:: TASK INPUT ::
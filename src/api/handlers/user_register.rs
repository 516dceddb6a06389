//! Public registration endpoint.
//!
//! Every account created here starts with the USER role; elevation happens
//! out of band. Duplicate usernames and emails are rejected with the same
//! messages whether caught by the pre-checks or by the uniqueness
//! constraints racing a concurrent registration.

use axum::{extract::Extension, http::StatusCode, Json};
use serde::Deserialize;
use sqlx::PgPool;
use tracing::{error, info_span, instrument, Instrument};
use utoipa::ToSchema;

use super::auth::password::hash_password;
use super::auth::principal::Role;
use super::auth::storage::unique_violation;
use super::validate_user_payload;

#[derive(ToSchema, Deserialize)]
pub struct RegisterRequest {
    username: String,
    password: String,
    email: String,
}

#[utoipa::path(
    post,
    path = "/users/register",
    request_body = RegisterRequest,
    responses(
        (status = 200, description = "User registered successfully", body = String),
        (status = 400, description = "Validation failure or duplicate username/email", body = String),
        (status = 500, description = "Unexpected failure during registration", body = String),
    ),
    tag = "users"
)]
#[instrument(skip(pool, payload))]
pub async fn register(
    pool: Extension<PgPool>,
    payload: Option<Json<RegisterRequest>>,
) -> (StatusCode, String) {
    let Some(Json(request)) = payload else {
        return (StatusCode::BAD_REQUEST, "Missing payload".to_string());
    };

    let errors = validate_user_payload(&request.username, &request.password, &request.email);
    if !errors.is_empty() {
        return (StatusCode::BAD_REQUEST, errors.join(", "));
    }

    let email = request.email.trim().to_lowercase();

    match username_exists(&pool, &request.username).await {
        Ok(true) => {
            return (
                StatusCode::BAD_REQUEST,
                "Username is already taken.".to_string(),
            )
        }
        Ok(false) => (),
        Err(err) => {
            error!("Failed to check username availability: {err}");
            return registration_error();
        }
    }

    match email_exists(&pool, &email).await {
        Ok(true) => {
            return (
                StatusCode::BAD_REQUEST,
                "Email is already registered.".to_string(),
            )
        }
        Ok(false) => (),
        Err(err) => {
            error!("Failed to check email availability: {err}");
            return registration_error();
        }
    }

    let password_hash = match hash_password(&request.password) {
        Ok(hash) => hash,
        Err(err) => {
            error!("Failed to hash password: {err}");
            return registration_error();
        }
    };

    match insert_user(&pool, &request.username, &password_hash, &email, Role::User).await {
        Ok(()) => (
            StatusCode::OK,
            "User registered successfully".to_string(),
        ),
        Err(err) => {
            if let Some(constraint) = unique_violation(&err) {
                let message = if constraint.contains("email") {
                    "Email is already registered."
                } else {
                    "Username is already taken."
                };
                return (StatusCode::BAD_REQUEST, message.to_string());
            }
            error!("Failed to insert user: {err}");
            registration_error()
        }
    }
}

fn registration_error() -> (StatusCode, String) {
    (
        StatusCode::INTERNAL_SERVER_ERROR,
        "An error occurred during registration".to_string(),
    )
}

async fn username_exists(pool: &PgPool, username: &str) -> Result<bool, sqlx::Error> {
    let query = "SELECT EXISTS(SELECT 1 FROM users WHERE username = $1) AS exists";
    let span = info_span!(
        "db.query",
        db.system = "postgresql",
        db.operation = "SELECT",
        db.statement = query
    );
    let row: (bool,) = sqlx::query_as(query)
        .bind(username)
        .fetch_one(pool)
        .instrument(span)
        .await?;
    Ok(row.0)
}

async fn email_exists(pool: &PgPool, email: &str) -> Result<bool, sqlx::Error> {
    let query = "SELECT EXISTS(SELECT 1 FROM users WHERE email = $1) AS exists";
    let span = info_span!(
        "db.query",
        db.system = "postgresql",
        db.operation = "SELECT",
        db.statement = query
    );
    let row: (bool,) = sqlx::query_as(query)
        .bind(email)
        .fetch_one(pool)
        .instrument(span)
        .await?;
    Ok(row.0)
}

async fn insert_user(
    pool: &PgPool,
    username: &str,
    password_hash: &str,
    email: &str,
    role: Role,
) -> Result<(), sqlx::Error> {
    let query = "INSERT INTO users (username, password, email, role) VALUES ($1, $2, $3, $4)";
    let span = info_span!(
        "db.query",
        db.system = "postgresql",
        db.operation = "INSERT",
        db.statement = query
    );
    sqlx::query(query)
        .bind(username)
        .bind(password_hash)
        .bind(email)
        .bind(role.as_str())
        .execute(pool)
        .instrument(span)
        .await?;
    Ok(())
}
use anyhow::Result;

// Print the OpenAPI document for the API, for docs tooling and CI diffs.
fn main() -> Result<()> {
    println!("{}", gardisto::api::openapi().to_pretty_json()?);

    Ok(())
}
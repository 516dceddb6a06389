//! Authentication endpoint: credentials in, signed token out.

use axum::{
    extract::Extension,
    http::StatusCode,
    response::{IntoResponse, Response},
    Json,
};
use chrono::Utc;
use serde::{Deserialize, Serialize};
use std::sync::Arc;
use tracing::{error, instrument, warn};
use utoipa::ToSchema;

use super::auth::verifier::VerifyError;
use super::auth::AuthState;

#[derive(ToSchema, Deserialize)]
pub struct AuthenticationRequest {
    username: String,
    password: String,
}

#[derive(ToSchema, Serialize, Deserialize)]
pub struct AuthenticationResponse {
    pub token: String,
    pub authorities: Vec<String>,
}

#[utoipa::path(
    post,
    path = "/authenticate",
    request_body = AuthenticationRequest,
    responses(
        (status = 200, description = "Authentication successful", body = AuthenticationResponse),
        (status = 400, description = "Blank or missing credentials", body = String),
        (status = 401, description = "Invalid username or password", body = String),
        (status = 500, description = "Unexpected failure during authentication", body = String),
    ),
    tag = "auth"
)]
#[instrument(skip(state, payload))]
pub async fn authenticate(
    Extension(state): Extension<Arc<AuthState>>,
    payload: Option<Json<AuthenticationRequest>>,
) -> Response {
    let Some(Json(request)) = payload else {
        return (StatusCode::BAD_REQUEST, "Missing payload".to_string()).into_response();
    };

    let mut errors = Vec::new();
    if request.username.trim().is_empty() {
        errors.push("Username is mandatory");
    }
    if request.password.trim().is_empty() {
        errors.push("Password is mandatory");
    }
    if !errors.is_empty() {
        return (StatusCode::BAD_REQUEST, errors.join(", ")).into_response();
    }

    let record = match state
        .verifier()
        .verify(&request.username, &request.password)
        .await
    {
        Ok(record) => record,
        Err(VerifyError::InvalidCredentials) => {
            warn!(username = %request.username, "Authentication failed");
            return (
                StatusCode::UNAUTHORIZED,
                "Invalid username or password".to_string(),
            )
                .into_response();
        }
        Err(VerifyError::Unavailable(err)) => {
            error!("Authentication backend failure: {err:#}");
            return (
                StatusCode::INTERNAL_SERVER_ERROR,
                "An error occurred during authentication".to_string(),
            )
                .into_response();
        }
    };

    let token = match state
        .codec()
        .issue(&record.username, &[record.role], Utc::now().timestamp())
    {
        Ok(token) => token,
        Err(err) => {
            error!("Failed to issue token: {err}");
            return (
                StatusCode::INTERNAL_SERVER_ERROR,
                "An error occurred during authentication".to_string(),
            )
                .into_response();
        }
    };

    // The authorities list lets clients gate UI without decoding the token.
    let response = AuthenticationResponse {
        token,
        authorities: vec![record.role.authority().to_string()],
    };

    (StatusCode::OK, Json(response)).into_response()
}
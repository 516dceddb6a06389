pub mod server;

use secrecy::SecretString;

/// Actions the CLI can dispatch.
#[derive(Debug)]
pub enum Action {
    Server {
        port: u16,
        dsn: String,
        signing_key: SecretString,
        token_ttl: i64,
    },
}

:: WHAT YOU ARE ASKED TO DO ::
Identify the lines of the data that contain the word "authorities". Copy each of them.

:: RESPONSE TO THE EXERCISE ::
    pub authorities: Vec<String>,
    // The authorities list lets clients gate UI without decoding the token.
        authorities: vec![record.role.authority().to_string()],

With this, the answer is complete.